それに、図書室の一件でもルイス教授はかなりサリバンに入れ込んでいる様子だったがそこまでとは流石に思わなかった。


この後の買い物の付き添いを思い描きワンダは苦笑するしかない。

取りあえず、そのルイス教授に会いに行くためには上に上がる方法を聞き出さなければならいのは確かだとワンダは気を取り直す。


「あの…少しお聞きしたいのですが、あれはどのように使うのでしょうか?」


女子生徒たちの乗ってきた床及び天井をワンダが指差すと不思議そうに顔を見合わせた。


「階を足でタップする以外はサリバン先生の研究室に行く方法と変わらないはずですよ。」


サリバンの研究室には階段を使って行っている。

それに生徒たちも二階までしか使わないはずだから基礎魔術塔に上がる方法は階段くらいのはずだ。


「サリバン教授の研究室と?

あの、私は階段でお部屋に行っているのですが…。
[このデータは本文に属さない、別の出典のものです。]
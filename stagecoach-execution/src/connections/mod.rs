//! Coordinator-side connection management
//!
//! [`WorkerConnections`] is the contract the scheduler drives. The remote
//! implementation talks to worker processes over TCP; the local one runs a
//! single worker loop in-process.

mod local;
mod remote;

pub use local::LocalConnections;
pub use remote::{RemoteConnections, RemoteConnectionsConfig};

use async_trait::async_trait;

use stagecoach_core::{Ack, AuxiliaryData, Cluster, Configuration, StageProgram, Timeline};

use crate::error::Result;

/// Operations the coordinator performs against its workers
#[async_trait]
pub trait WorkerConnections: Send {
    /// Wait until every expected worker is connected
    async fn establish(&mut self) -> Result<()>;

    /// Number of worker slots
    fn num_workers(&self) -> usize;

    /// Broadcast the stage program to all workers
    async fn send_scenario(&mut self, program: &StageProgram) -> Result<()>;

    /// Broadcast the configuration about to run
    async fn send_configuration(&mut self, configuration: &Configuration) -> Result<()>;

    /// Broadcast the cluster about to run
    async fn send_cluster(&mut self, cluster: &Cluster) -> Result<()>;

    /// Run a stage on the first `num_workers` workers and collect their acks,
    /// sorted by worker index
    async fn run_stage(
        &mut self,
        stage_id: usize,
        data: AuxiliaryData,
        num_workers: usize,
    ) -> Result<Vec<Ack>>;

    /// Collect the timelines of the first `num_workers` workers, sorted by worker index
    async fn receive_timelines(&mut self, num_workers: usize) -> Result<Vec<Timeline>>;

    /// Tell the workers to shut down and release all resources
    async fn release(&mut self) -> Result<()>;
}

/// Order acks by logical worker index
pub fn sort_acks(acks: &mut [Ack]) {
    acks.sort_by_key(|ack| ack.worker.index);
}

/// Order timelines by logical worker index
pub fn sort_timelines(timelines: &mut [Timeline]) {
    timelines.sort_by_key(|timeline| timeline.worker_index);
}
//! Configuration loading and environment variable handling

use crate::domains::StagecoachConfig;
use crate::error::{ConfigError, ConfigResult};
use std::path::Path;
use std::str::FromStr;
use std::time::Duration;

/// Configuration loader with environment variable support
pub struct ConfigLoader {
    /// Environment variable prefix
    prefix: String,
}

impl ConfigLoader {
    /// Create a new config loader with default prefix
    pub fn new() -> Self {
        Self {
            prefix: "STAGECOACH".to_string(),
        }
    }

    /// Create a new config loader with custom prefix
    pub fn with_prefix(prefix: impl Into<String>) -> Self {
        Self {
            prefix: prefix.into(),
        }
    }

    /// Load configuration from a YAML file with environment overrides
    pub fn from_file(&self, path: impl AsRef<Path>) -> ConfigResult<StagecoachConfig> {
        let path = path.as_ref();
        tracing::debug!("Loading configuration from {}", path.display());
        let content = std::fs::read_to_string(path)?;
        let mut config: StagecoachConfig = serde_yaml::from_str(&content)?;

        self.apply_env_overrides(&mut config)?;
        config.validate_all()?;

        Ok(config)
    }

    /// Load configuration from environment variables only
    pub fn from_env(&self) -> ConfigResult<StagecoachConfig> {
        let mut config = StagecoachConfig::default();
        self.apply_env_overrides(&mut config)?;
        config.validate_all()?;
        Ok(config)
    }

    /// Load from a file when one is given, otherwise from the environment
    pub fn load(&self, config_path: Option<impl AsRef<Path>>) -> ConfigResult<StagecoachConfig> {
        match config_path {
            Some(path) => self.from_file(path),
            None => self.from_env(),
        }
    }

    fn apply_env_overrides(&self, config: &mut StagecoachConfig) -> ConfigResult<()> {
        self.apply_coordinator_overrides(&mut config.coordinator)?;
        self.apply_worker_overrides(&mut config.worker)?;
        self.apply_logging_overrides(&mut config.logging)?;
        Ok(())
    }

    fn apply_coordinator_overrides(
        &self,
        config: &mut crate::domains::coordinator::CoordinatorConfig,
    ) -> ConfigResult<()> {
        if let Ok(bind) = self.get_env_var("BIND_ADDRESS") {
            config.bind_address = bind;
        }

        if let Ok(port) = self.get_env_var("PORT") {
            config.port = port
                .parse()
                .map_err(|e| ConfigError::EnvError(format!("Invalid PORT: {}", e)))?;
        }

        if let Ok(timeout) = self.get_env_var("DISCOVERY_TIMEOUT") {
            config.discovery_timeout = parse_seconds("DISCOVERY_TIMEOUT", &timeout)?;
        }

        if let Ok(timeout) = self.get_env_var("RECONNECT_TIMEOUT") {
            config.reconnect_timeout = parse_seconds("RECONNECT_TIMEOUT", &timeout)?;
        }

        if let Ok(timeout) = self.get_env_var("HANDSHAKE_TIMEOUT") {
            config.handshake_timeout = parse_seconds("HANDSHAKE_TIMEOUT", &timeout)?;
        }

        Ok(())
    }

    fn apply_worker_overrides(&self, config: &mut crate::domains::worker::WorkerConfig) -> ConfigResult<()> {
        if let Ok(host) = self.get_env_var("COORDINATOR_HOST") {
            config.coordinator_host = host;
        }

        if let Ok(port) = self.get_env_var("COORDINATOR_PORT") {
            config.coordinator_port = port
                .parse()
                .map_err(|e| ConfigError::EnvError(format!("Invalid COORDINATOR_PORT: {}", e)))?;
        }

        Ok(())
    }

    fn apply_logging_overrides(&self, config: &mut crate::domains::logging::LoggingConfig) -> ConfigResult<()> {
        if let Ok(log_level) = self.get_env_var("LOG_LEVEL") {
            config.level = crate::domains::logging::LogLevel::from_str(&log_level)
                .map_err(|_| ConfigError::EnvError(format!("Invalid LOG_LEVEL: {}", log_level)))?;
        }

        Ok(())
    }

    /// Get environment variable with prefix
    fn get_env_var(&self, name: &str) -> Result<String, std::env::VarError> {
        std::env::var(format!("{}_{}", self.prefix, name))
    }
}

impl Default for ConfigLoader {
    fn default() -> Self {
        Self::new()
    }
}

fn parse_seconds(name: &str, value: &str) -> ConfigResult<Duration> {
    let seconds: u64 = value
        .parse()
        .map_err(|e| ConfigError::EnvError(format!("Invalid {}: {}", name, e)))?;
    Ok(Duration::from_secs(seconds))
}
//! CLI argument parsing definitions

use clap::{Parser, Subcommand};
use std::path::PathBuf;
use uuid::Uuid;

#[derive(Parser, Debug)]
#[command(author, version, about, long_about = None)]
pub struct Cli {
    /// Path to configuration file
    #[arg(long, value_name = "PATH", global = true)]
    pub config: Option<PathBuf>,

    /// Set the log level (trace, debug, info, warn, error)
    #[arg(long, value_name = "LEVEL", global = true)]
    pub log_level: Option<String>,

    #[command(subcommand)]
    pub command: Commands,
}

#[derive(Subcommand, Debug)]
pub enum Commands {
    /// Run the benchmark, driving remote worker processes
    Coordinator {
        /// Port to listen on, overrides the configuration
        #[arg(long, value_name = "PORT")]
        port: Option<u16>,

        /// Write the benchmark report as JSON
        #[arg(long, value_name = "PATH")]
        report: Option<PathBuf>,
    },

    /// Connect to a coordinator and execute distributed stages
    Worker {
        /// Coordinator host, overrides the configuration
        #[arg(long, value_name = "HOST")]
        host: Option<String>,

        /// Coordinator port, overrides the configuration
        #[arg(long, value_name = "PORT")]
        port: Option<u16>,

        /// Logical worker index to request (used when rejoining after a restart)
        #[arg(long, value_name = "INDEX")]
        index: Option<usize>,

        /// Generation token announced by the process this one replaces
        #[arg(long, value_name = "UUID")]
        generation: Option<Uuid>,
    },

    /// Run the benchmark with a single in-process worker
    Local {
        /// Write the benchmark report as JSON
        #[arg(long, value_name = "PATH")]
        report: Option<PathBuf>,
    },

    /// Configuration management commands
    Config {
        #[command(subcommand)]
        config_cmd: ConfigCommands,
    },
}

#[derive(Subcommand, Debug)]
pub enum ConfigCommands {
    /// Validate a configuration file
    Validate {
        /// Path to the configuration file
        #[arg(long, value_name = "PATH")]
        config_file: PathBuf,
    },

    /// Generate a sample configuration file
    Generate {
        /// Output file path
        #[arg(long, value_name = "PATH")]
        output: PathBuf,

        /// Overwrite existing file
        #[arg(long)]
        force: bool,
    },
}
」


首を傾げて言うと、女子生徒たちは大げさに目を見開く。


「えっ!?あの魔宝石使ってないんですか?!

くすんだ青い石板の魔道具なんですけど!?見覚えないですか?」


辞令を受けた後、サリバンに近道だと青い石板の上をジャンプして窓から研究室に入る動作を見せられ、階段から登ろうと心に決めたことを思い出す。


そういえば、使えると言われていたような気がする。


「青い石板?あの青い石のやつですか?」

「青い石って…あれ浮遊魔宝石ですよ?」

「えっ…あれが?」


ワンダは驚いてくすんだ青色の石板を思い出す。

サリバンはあれを普通に窓の下の地面に置いたままにしていたし、今も雨風に晒されたままになってるはずだ。
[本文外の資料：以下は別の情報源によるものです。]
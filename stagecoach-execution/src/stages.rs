//! Built-in stages
//!
//! Loop constructs, teardown and cleanup, plus a few general purpose
//! stages useful in any scenario.

use async_trait::async_trait;
use serde_json::{json, Value as JsonValue};
use std::time::Duration;
use tracing::{debug, info, warn};

use stagecoach_core::program::{
    CLEANUP_STAGE, LOOP_NAME_PROPERTY, LOOP_TIMES_PROPERTY, REPEAT_BEGIN_STAGE, REPEAT_END_STAGE,
    TEARDOWN_STAGE,
};
use stagecoach_core::{
    CoordinatorState, CoreError, DistributedStage, LocalStage, Stage, StageDescriptor, StageError,
    StageOutcome, StageRegistry, WorkerContext,
};

pub const LOG_STAGE: &str = "log";
pub const SLEEP_STAGE: &str = "sleep";
pub const RESTART_STAGE: &str = "restart";

/// Property shared by the distributed built-ins
pub const EXIT_ON_FAILURE_PROPERTY: &str = "exit_on_failure";

/// Register every built-in stage
pub fn register_builtins(registry: &mut StageRegistry) -> &mut StageRegistry {
    registry
        .register(REPEAT_BEGIN_STAGE, |d| Ok(Stage::Local(Box::new(RepeatBegin::from_descriptor(d)?))))
        .register(REPEAT_END_STAGE, |d| Ok(Stage::Local(Box::new(RepeatEnd::from_descriptor(d)?))))
        .register(LOG_STAGE, |d| Ok(Stage::Local(Box::new(Log::from_descriptor(d)?))))
        .register(TEARDOWN_STAGE, |d| {
            Ok(Stage::Distributed(Box::new(ScenarioDestroy::from_descriptor(d)?)))
        })
        .register(CLEANUP_STAGE, |d| {
            Ok(Stage::Distributed(Box::new(ScenarioCleanup::from_descriptor(d)?)))
        })
        .register(SLEEP_STAGE, |d| Ok(Stage::Distributed(Box::new(Sleep::from_descriptor(d)?))))
        .register(RESTART_STAGE, |d| Ok(Stage::Distributed(Box::new(Restart::from_descriptor(d)?))))
}

/// Registry holding only the built-in stages
pub fn builtin_registry() -> StageRegistry {
    let mut registry = StageRegistry::new();
    register_builtins(&mut registry);
    registry
}

fn exit_on_failure(descriptor: &StageDescriptor) -> Result<bool, CoreError> {
    Ok(descriptor.bool_property(EXIT_ON_FAILURE_PROPERTY)?.unwrap_or(false))
}

/// Entry of a loop construct: counts iterations and breaks out once the
/// configured count is reached
#[derive(Debug)]
pub struct RepeatBegin {
    name: String,
    times: u64,
}

impl RepeatBegin {
    pub fn from_descriptor(descriptor: &StageDescriptor) -> Result<Self, CoreError> {
        Ok(Self {
            name: descriptor.required_str(LOOP_NAME_PROPERTY)?.to_string(),
            times: descriptor.u64_property(LOOP_TIMES_PROPERTY)?.unwrap_or(1),
        })
    }
}

#[async_trait]
impl LocalStage for RepeatBegin {
    fn name(&self) -> &str {
        REPEAT_BEGIN_STAGE
    }

    async fn execute(&self, state: &mut CoordinatorState) -> Result<StageOutcome, StageError> {
        state.push_loop(&self.name)?;
        let counter = state.loop_counter(&self.name)?;
        if counter >= self.times {
            debug!("Loop {} finished after {} iterations", self.name, counter);
            return Ok(StageOutcome::Break);
        }
        state.set_loop_counter(&self.name, counter + 1);
        debug!("Loop {} iteration {}/{}", self.name, counter + 1, self.times);
        Ok(StageOutcome::Success)
    }
}

/// Exit of a loop construct: jumps back to the matching entry
#[derive(Debug)]
pub struct RepeatEnd {
    name: String,
}

impl RepeatEnd {
    pub fn from_descriptor(descriptor: &StageDescriptor) -> Result<Self, CoreError> {
        Ok(Self {
            name: descriptor.required_str(LOOP_NAME_PROPERTY)?.to_string(),
        })
    }
}

#[async_trait]
impl LocalStage for RepeatEnd {
    fn name(&self) -> &str {
        REPEAT_END_STAGE
    }

    async fn execute(&self, state: &mut CoordinatorState) -> Result<StageOutcome, StageError> {
        match state.current_loop()? {
            Some(current) if current == self.name => Ok(StageOutcome::Continue),
            Some(current) => Err(StageError::failed(format!(
                "end of loop '{}' reached inside loop '{}'",
                self.name, current
            ))),
            None => Err(StageError::failed(format!(
                "end of loop '{}' reached outside of any loop",
                self.name
            ))),
        }
    }
}

/// Writes a message to the coordinator log
#[derive(Debug)]
pub struct Log {
    message: String,
}

impl Log {
    pub fn from_descriptor(descriptor: &StageDescriptor) -> Result<Self, CoreError> {
        Ok(Self {
            message: descriptor.required_str("message")?.to_string(),
        })
    }
}

#[async_trait]
impl LocalStage for Log {
    fn name(&self) -> &str {
        LOG_STAGE
    }

    async fn execute(&self, state: &mut CoordinatorState) -> Result<StageOutcome, StageError> {
        match (state.configuration(), state.cluster()) {
            (Some(configuration), Some(cluster)) => {
                info!("[{} on {}] {}", configuration.name, cluster, self.message)
            }
            _ => info!("{}", self.message),
        }
        Ok(StageOutcome::Success)
    }
}

/// Sleeps on every worker
#[derive(Debug)]
pub struct Sleep {
    duration: Duration,
    exit_on_failure: bool,
}

impl Sleep {
    pub fn from_descriptor(descriptor: &StageDescriptor) -> Result<Self, CoreError> {
        Ok(Self {
            duration: Duration::from_millis(descriptor.u64_property("duration_ms")?.unwrap_or(0)),
            exit_on_failure: exit_on_failure(descriptor)?,
        })
    }
}

#[async_trait]
impl DistributedStage for Sleep {
    fn name(&self) -> &str {
        SLEEP_STAGE
    }

    fn exit_on_failure(&self) -> bool {
        self.exit_on_failure
    }

    async fn execute_on_worker(&self, _ctx: &mut WorkerContext<'_>) -> Result<Option<JsonValue>, StageError> {
        tokio::time::sleep(self.duration).await;
        Ok(None)
    }
}

/// Replaces every worker process with a fresh one
#[derive(Debug)]
pub struct Restart {
    exit_on_failure: bool,
}

impl Restart {
    pub fn from_descriptor(descriptor: &StageDescriptor) -> Result<Self, CoreError> {
        Ok(Self {
            exit_on_failure: exit_on_failure(descriptor)?,
        })
    }
}

#[async_trait]
impl DistributedStage for Restart {
    fn name(&self) -> &str {
        RESTART_STAGE
    }

    fn exit_on_failure(&self) -> bool {
        self.exit_on_failure
    }

    async fn execute_on_worker(&self, ctx: &mut WorkerContext<'_>) -> Result<Option<JsonValue>, StageError> {
        ctx.request_restart();
        Ok(None)
    }
}

/// Default teardown: drops the values stages left on the workers
#[derive(Debug)]
pub struct ScenarioDestroy {
    exit_on_failure: bool,
}

impl ScenarioDestroy {
    pub fn from_descriptor(descriptor: &StageDescriptor) -> Result<Self, CoreError> {
        Ok(Self {
            exit_on_failure: exit_on_failure(descriptor)?,
        })
    }
}

#[async_trait]
impl DistributedStage for ScenarioDestroy {
    fn name(&self) -> &str {
        TEARDOWN_STAGE
    }

    fn exit_on_failure(&self) -> bool {
        self.exit_on_failure
    }

    async fn execute_on_worker(&self, ctx: &mut WorkerContext<'_>) -> Result<Option<JsonValue>, StageError> {
        let values = ctx.values();
        let cleared = values.len();
        values.clear();
        debug!("Destroyed {} worker values", cleared);
        Ok(Some(json!({ "cleared": cleared })))
    }
}

/// Default final cleanup: reports values that survived the teardown
#[derive(Debug)]
pub struct ScenarioCleanup {
    exit_on_failure: bool,
}

impl ScenarioCleanup {
    pub fn from_descriptor(descriptor: &StageDescriptor) -> Result<Self, CoreError> {
        Ok(Self {
            exit_on_failure: exit_on_failure(descriptor)?,
        })
    }
}

#[async_trait]
impl DistributedStage for ScenarioCleanup {
    fn name(&self) -> &str {
        CLEANUP_STAGE
    }

    fn exit_on_failure(&self) -> bool {
        self.exit_on_failure
    }

    async fn execute_on_worker(&self, ctx: &mut WorkerContext<'_>) -> Result<Option<JsonValue>, StageError> {
        let worker = ctx.identity();
        let values = ctx.values();
        if !values.is_empty() {
            let mut keys: Vec<&String> = values.keys().collect();
            keys.sort();
            warn!("{} still holds values after teardown: {:?}", worker, keys);
        }
        let leaked = values.len();
        values.clear();
        Ok(Some(json!({ "leaked": leaked })))
    }
}

#[cfg(test)]
mod tests {
    use super::*;
    use stagecoach_core::{Cluster, Configuration, WorkerIdentity};
    use std::collections::HashMap;

    fn loop_descriptor(stage: &str, name: &str) -> StageDescriptor {
        StageDescriptor::new(stage).with_property(LOOP_NAME_PROPERTY, name)
    }

    #[test]
    fn test_builtins_registered() {
        let registry = builtin_registry();
        for name in [
            REPEAT_BEGIN_STAGE,
            REPEAT_END_STAGE,
            TEARDOWN_STAGE,
            CLEANUP_STAGE,
            LOG_STAGE,
            SLEEP_STAGE,
            RESTART_STAGE,
        ] {
            assert!(registry.contains(name), "missing built-in {}", name);
        }
        assert!(registry
            .instantiate(&StageDescriptor::new(TEARDOWN_STAGE))
            .unwrap()
            .is_distributed());
        assert!(!registry
            .instantiate(&loop_descriptor(REPEAT_END_STAGE, "x"))
            .unwrap()
            .is_distributed());
    }

    #[test]
    fn test_invalid_properties_rejected() {
        let registry = builtin_registry();
        assert!(registry.instantiate(&StageDescriptor::new(REPEAT_BEGIN_STAGE)).is_err());
        assert!(registry.instantiate(&StageDescriptor::new(LOG_STAGE)).is_err());
        let bad_sleep = StageDescriptor::new(SLEEP_STAGE).with_property("duration_ms", "soon");
        assert!(registry.instantiate(&bad_sleep).is_err());
    }

    #[tokio::test]
    async fn test_repeat_begin_counts_iterations() {
        let begin = RepeatBegin::from_descriptor(
            &loop_descriptor(REPEAT_BEGIN_STAGE, "x").with_property(LOOP_TIMES_PROPERTY, 2),
        )
        .unwrap();
        let mut state = CoordinatorState::new();

        assert_eq!(begin.execute(&mut state).await.unwrap(), StageOutcome::Success);
        assert_eq!(state.pop_loop().unwrap(), Some("x".to_string()));
        assert_eq!(begin.execute(&mut state).await.unwrap(), StageOutcome::Success);
        assert_eq!(state.pop_loop().unwrap(), Some("x".to_string()));
        assert_eq!(begin.execute(&mut state).await.unwrap(), StageOutcome::Break);
        assert_eq!(state.current_loop().unwrap(), Some("x".to_string()));
    }

    #[tokio::test]
    async fn test_repeat_end_requires_matching_loop() {
        let end = RepeatEnd::from_descriptor(&loop_descriptor(REPEAT_END_STAGE, "x")).unwrap();
        let mut state = CoordinatorState::new();
        assert!(end.execute(&mut state).await.is_err());

        state.push_loop("y").unwrap();
        assert!(end.execute(&mut state).await.is_err());

        state.push_loop("x").unwrap();
        assert_eq!(end.execute(&mut state).await.unwrap(), StageOutcome::Continue);
    }

    #[tokio::test]
    async fn test_teardown_clears_worker_values() {
        let configuration = Configuration::new("default", 1);
        let cluster = Cluster::of_size(1);
        let mut values = HashMap::new();
        values.insert("cache".to_string(), json!("warm"));

        let mut ctx = WorkerContext::new(
            WorkerIdentity::first_generation(0),
            0,
            Default::default(),
            Some(&configuration),
            Some(&cluster),
            &mut values,
        );
        let destroy = ScenarioDestroy::from_descriptor(&StageDescriptor::new(TEARDOWN_STAGE)).unwrap();
        let payload = destroy.execute_on_worker(&mut ctx).await.unwrap();
        assert_eq!(payload, Some(json!({ "cleared": 1 })));

        let cleanup = ScenarioCleanup::from_descriptor(&StageDescriptor::new(CLEANUP_STAGE)).unwrap();
        let payload = cleanup.execute_on_worker(&mut ctx).await.unwrap();
        assert_eq!(payload, Some(json!({ "leaked": 0 })));
        drop(ctx);
        assert!(values.is_empty());
    }

    #[tokio::test]
    async fn test_restart_requests_restart() {
        let mut values = HashMap::new();
        let mut ctx = WorkerContext::new(
            WorkerIdentity::first_generation(3),
            1,
            Default::default(),
            None,
            None,
            &mut values,
        );
        let restart = Restart::from_descriptor(
            &StageDescriptor::new(RESTART_STAGE).with_property(EXIT_ON_FAILURE_PROPERTY, true),
        )
        .unwrap();
        assert!(restart.exit_on_failure());
        restart.execute_on_worker(&mut ctx).await.unwrap();
        assert!(ctx.restart_requested());
    }
}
「風の魔力を持つ希少価値が高くて高価な宝石なんです!!」

「浮遊魔宝石は加工や魔術式の組み方も難しいので、

サリバン先生…新学期が始まる少し前までルイス教授の所に通って作っていたんですよ!?

なんで使ってあげないんですか?可哀想…」


どんどんと女子生徒たちの目がワンダを非難しつつ、サリバンに同情し擁護する視線に変わっていく。

まるで尽くす男を足蹴にしている悪い女にでもなった気分にワンダはいたたまれなくなる。

魔石よりも魔宝石と呼ばれるものの方が高価であることはワンダも理解している。


今の生徒たちの話からするときっと、あれは一生かかっても買うことが出来ないものであることは間違いない。でも本当に知らなかったのだ。

昔から使えない魔術を遠ざけていたし、ワンダが扱えるような魔道具は効果な為触ることすら出来なかった。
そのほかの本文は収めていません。